#### Exercise data:

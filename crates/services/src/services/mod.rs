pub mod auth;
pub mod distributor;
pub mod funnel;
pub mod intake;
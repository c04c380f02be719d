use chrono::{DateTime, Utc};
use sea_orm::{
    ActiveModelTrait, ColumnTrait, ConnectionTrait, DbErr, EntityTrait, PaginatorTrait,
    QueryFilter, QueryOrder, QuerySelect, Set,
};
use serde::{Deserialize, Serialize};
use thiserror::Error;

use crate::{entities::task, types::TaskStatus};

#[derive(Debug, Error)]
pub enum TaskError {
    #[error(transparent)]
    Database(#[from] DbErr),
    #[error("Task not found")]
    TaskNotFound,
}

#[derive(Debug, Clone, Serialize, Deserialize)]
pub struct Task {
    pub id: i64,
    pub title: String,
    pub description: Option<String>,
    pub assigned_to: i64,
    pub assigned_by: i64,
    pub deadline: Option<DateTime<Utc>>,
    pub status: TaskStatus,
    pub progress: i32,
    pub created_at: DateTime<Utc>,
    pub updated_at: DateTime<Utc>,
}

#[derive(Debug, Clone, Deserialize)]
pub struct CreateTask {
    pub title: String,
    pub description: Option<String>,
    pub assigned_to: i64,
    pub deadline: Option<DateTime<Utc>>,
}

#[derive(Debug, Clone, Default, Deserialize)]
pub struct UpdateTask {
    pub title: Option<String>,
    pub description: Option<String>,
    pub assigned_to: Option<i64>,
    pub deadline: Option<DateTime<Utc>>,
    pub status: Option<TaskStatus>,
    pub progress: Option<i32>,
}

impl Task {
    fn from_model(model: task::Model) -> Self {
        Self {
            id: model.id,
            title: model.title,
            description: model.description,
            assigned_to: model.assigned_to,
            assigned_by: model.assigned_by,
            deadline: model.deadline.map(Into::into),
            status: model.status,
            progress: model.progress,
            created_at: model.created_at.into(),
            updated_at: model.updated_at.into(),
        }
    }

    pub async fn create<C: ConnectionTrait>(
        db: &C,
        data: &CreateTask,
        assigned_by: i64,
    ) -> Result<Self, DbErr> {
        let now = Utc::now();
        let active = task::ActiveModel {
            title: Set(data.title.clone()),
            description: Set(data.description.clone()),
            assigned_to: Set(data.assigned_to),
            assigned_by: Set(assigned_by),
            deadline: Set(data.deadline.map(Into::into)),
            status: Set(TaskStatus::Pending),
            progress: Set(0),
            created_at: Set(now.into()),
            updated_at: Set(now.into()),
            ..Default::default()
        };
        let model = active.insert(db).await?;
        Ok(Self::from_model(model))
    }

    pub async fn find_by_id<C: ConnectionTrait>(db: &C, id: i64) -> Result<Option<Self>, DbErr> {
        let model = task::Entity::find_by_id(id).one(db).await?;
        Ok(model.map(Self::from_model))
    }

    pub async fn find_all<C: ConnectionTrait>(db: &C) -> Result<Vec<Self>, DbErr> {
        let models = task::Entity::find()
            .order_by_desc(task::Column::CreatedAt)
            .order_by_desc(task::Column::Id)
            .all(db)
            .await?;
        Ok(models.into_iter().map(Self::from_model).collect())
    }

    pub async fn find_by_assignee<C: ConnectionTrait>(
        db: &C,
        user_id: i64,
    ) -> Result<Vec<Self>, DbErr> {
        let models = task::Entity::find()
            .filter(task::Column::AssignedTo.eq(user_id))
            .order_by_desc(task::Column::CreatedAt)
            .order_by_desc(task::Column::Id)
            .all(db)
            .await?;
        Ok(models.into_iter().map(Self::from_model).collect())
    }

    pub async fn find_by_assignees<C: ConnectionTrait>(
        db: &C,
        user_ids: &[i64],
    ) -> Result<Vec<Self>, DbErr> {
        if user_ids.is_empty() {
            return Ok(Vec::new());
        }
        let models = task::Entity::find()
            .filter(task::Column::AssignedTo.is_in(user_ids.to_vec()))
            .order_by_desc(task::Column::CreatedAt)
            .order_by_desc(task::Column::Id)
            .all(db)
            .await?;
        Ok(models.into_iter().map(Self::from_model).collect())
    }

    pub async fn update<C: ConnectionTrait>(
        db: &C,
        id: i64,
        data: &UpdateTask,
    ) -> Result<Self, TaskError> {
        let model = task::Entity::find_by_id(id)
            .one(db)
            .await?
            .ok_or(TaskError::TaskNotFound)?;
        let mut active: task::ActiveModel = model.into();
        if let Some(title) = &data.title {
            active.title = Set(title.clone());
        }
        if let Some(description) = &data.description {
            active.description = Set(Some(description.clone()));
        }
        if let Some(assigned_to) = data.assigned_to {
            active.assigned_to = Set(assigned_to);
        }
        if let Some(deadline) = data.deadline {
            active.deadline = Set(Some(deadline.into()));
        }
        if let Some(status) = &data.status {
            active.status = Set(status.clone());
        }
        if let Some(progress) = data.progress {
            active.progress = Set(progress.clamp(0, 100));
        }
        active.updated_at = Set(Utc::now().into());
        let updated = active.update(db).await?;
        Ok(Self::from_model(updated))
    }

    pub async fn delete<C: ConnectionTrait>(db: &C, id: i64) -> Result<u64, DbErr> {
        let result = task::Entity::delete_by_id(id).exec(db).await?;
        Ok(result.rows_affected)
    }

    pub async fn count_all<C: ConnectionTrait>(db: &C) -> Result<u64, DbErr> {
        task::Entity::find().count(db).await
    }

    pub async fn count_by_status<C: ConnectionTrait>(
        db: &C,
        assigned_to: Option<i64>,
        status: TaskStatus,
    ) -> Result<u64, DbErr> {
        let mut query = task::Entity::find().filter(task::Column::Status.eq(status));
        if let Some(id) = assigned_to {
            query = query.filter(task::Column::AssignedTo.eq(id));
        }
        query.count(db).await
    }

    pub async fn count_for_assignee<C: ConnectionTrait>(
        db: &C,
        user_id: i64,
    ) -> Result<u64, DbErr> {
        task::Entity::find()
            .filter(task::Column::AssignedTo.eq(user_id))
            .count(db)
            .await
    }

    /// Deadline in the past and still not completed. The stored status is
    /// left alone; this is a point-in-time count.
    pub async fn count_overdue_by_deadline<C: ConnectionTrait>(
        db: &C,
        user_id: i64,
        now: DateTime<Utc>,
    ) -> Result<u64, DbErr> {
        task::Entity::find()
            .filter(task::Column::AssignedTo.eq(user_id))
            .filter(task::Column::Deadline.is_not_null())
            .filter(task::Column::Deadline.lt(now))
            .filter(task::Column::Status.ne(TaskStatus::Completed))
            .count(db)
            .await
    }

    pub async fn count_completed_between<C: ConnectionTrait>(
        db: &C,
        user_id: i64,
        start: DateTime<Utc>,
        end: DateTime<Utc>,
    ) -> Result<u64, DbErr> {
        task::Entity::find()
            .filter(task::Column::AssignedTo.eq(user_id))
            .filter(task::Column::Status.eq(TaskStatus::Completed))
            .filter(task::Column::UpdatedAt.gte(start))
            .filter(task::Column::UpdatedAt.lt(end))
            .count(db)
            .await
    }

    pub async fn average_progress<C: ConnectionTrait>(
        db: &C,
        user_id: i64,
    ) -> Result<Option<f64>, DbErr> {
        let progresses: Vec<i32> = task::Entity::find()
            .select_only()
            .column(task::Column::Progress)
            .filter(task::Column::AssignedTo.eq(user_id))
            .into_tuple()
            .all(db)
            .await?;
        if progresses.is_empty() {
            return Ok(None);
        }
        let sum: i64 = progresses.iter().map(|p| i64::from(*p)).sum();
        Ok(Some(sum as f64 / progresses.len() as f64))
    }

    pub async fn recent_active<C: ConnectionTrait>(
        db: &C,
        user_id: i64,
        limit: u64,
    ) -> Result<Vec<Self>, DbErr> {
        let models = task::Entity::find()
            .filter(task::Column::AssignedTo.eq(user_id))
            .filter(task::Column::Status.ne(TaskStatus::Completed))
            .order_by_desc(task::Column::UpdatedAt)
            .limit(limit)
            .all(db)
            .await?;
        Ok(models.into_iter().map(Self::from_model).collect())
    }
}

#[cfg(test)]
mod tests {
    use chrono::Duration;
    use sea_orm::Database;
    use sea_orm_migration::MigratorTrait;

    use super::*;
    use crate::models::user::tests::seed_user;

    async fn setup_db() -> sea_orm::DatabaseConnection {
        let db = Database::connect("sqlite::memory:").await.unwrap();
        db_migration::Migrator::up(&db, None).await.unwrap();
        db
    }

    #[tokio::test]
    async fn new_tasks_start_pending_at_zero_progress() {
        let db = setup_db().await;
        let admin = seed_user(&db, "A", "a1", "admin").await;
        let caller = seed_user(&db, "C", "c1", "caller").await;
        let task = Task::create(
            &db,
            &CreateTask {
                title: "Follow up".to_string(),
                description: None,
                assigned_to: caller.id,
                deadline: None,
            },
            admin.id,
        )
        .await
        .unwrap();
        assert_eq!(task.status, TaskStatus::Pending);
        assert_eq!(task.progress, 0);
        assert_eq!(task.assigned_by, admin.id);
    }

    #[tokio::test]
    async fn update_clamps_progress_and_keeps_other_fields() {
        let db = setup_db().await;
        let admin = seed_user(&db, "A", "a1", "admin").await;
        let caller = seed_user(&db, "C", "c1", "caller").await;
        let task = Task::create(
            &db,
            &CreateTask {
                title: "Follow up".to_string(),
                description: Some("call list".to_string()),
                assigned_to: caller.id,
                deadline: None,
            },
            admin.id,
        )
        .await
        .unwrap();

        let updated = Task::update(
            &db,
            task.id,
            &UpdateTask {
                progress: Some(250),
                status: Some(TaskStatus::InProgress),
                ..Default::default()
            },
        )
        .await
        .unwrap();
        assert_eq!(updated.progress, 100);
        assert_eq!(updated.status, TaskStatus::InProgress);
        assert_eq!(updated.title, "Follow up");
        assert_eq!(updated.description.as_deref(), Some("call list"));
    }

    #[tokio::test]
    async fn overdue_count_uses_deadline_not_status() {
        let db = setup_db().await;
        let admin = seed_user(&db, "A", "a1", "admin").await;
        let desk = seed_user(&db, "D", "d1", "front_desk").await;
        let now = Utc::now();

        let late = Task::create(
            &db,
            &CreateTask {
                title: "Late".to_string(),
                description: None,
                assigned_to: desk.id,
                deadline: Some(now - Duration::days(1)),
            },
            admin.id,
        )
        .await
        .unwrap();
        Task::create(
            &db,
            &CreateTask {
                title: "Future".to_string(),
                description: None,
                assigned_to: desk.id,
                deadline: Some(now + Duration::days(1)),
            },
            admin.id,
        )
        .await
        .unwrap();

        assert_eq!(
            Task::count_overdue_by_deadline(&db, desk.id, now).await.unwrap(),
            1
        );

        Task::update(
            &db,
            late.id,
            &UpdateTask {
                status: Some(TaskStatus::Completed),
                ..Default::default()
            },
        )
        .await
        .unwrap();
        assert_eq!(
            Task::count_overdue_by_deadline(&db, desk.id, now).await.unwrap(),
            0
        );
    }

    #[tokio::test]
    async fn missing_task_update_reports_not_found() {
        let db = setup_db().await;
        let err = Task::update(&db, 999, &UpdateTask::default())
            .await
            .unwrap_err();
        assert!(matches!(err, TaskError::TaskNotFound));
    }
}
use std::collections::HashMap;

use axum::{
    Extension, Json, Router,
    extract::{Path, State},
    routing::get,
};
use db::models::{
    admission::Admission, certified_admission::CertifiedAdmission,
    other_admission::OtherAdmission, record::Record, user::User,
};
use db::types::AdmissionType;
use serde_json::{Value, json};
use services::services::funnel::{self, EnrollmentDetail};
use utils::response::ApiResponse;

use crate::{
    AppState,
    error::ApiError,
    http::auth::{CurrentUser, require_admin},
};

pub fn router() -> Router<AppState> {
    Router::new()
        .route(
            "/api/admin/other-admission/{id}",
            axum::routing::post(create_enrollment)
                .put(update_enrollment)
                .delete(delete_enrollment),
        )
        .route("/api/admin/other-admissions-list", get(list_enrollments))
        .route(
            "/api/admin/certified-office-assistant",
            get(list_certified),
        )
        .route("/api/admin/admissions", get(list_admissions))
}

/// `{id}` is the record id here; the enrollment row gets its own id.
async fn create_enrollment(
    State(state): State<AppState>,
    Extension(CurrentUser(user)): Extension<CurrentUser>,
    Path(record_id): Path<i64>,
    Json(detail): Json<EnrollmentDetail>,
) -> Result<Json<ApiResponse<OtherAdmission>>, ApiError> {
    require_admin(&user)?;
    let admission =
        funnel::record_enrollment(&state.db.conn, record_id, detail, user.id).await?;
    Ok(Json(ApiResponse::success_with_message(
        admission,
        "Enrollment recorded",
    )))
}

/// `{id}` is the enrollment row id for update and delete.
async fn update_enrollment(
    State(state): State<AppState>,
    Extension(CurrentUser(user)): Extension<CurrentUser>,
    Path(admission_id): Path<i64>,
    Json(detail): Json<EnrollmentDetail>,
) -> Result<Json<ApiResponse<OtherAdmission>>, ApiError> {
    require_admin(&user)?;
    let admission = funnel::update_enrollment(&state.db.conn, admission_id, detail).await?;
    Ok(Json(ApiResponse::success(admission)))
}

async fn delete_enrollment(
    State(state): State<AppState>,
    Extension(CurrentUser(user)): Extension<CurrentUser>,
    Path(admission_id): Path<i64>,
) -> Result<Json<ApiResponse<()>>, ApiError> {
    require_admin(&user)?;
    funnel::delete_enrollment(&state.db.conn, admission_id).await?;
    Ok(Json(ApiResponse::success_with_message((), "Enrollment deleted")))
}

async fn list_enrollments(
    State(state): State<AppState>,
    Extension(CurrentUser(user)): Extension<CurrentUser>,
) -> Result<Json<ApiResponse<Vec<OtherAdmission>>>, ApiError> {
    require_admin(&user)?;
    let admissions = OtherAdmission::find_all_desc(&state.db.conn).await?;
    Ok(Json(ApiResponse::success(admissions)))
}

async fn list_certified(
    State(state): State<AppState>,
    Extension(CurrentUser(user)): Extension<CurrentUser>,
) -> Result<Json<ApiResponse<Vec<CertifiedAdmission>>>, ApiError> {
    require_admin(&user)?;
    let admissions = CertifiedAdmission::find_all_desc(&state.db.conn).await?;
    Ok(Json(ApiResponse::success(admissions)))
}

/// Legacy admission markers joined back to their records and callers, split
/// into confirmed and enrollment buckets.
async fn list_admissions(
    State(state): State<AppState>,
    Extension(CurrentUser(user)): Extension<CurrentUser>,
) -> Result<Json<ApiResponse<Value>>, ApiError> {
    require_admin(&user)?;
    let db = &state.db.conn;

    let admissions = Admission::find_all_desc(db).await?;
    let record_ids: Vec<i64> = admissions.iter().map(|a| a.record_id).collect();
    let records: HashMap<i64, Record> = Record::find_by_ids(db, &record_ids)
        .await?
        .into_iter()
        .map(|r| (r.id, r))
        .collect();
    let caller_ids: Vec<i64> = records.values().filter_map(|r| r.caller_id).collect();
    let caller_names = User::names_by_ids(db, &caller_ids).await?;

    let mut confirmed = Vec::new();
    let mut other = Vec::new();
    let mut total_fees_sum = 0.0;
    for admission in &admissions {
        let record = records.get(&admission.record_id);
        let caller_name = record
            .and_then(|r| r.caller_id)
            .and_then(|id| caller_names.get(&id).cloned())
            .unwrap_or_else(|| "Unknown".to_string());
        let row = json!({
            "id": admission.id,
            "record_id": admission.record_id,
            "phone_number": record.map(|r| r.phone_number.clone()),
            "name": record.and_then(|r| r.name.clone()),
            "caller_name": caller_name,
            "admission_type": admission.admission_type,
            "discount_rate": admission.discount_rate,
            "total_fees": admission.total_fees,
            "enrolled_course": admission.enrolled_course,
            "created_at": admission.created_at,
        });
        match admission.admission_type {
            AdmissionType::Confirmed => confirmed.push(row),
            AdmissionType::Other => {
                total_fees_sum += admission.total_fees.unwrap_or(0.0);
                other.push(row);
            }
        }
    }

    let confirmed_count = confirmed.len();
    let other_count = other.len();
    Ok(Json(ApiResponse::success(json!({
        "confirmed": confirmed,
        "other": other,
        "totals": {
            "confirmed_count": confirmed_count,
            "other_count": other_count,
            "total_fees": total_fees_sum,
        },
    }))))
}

#### Work required:
Each line above with the word "derive" must be returned.

#### Exercise output:
#[derive(Debug, Error)]
#[derive(Debug, Clone, Serialize, Deserialize)]
#[derive(Debug, Clone, Deserialize)]
#[derive(Debug, Clone, Default, Deserialize)]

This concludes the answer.